== Collected data ==
***

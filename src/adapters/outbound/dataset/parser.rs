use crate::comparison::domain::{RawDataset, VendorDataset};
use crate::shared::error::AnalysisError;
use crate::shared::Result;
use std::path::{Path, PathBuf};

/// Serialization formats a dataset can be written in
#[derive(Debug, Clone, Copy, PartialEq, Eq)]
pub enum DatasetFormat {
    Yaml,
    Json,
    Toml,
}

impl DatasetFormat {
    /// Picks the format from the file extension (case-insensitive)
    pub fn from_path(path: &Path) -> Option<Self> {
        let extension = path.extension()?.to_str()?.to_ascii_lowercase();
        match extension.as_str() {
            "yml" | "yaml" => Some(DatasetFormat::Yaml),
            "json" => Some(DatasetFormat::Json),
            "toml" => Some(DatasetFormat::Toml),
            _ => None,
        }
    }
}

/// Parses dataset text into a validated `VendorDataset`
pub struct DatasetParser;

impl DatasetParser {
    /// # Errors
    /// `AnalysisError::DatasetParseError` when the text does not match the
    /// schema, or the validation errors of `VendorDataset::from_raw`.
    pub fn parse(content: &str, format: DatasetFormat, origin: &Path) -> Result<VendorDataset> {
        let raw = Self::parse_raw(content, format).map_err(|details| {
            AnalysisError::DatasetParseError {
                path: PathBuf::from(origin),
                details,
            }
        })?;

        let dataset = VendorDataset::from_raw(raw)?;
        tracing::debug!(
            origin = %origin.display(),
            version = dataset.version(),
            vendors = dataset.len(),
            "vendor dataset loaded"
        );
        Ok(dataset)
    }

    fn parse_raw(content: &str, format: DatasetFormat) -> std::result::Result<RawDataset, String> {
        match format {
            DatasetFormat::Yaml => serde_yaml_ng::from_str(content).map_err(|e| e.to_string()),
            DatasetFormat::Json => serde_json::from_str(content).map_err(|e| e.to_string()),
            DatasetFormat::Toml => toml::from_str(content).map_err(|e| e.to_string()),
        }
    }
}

***

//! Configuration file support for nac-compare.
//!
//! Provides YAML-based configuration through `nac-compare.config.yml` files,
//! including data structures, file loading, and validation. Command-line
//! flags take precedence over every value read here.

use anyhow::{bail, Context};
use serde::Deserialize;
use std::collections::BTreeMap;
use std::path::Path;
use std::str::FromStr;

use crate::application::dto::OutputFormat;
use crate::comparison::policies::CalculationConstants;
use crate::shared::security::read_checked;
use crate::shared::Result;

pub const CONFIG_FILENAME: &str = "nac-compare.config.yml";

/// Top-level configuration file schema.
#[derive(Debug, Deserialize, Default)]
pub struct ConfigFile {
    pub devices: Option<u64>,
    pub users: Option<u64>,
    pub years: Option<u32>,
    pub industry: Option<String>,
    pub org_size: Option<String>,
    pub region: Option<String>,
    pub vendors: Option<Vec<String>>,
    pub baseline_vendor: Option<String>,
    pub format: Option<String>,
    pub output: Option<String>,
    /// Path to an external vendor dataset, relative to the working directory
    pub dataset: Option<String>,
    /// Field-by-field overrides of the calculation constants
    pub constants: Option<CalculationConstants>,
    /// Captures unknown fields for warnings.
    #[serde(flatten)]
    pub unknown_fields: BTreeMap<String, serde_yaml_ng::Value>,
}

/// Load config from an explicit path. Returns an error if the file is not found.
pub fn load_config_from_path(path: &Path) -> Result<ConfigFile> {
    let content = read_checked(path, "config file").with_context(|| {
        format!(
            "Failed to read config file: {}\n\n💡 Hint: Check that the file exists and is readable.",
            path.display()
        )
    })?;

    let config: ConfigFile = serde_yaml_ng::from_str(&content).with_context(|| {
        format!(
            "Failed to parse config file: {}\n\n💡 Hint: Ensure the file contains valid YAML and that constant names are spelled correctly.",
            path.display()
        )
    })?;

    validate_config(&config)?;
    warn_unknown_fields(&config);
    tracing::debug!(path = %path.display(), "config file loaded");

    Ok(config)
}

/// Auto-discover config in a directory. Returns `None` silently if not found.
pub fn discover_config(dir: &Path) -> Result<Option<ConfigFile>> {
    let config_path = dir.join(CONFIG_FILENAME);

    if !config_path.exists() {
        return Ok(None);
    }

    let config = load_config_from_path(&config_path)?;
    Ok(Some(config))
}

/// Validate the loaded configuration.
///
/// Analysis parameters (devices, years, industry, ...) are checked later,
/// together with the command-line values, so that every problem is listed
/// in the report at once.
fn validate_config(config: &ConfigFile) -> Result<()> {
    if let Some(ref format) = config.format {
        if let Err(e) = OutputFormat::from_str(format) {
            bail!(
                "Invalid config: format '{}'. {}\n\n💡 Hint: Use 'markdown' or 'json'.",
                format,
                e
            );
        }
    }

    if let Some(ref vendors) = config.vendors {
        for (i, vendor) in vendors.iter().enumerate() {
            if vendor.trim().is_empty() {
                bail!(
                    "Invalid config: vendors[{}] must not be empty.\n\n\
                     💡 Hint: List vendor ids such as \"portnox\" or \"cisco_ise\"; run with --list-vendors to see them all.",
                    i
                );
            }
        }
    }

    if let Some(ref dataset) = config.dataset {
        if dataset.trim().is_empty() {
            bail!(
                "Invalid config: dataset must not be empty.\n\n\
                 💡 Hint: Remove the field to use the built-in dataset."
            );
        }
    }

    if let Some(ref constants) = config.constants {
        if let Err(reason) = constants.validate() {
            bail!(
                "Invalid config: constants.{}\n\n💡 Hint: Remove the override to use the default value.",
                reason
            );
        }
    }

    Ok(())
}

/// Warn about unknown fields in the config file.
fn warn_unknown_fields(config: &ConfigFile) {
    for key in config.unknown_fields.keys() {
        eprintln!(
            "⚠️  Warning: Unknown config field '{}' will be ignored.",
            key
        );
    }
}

***

== Task requirements ==
When a line in the records holds the string "impl", copy that line.

== Final answer ==
impl DatasetFormat {
impl DatasetParser {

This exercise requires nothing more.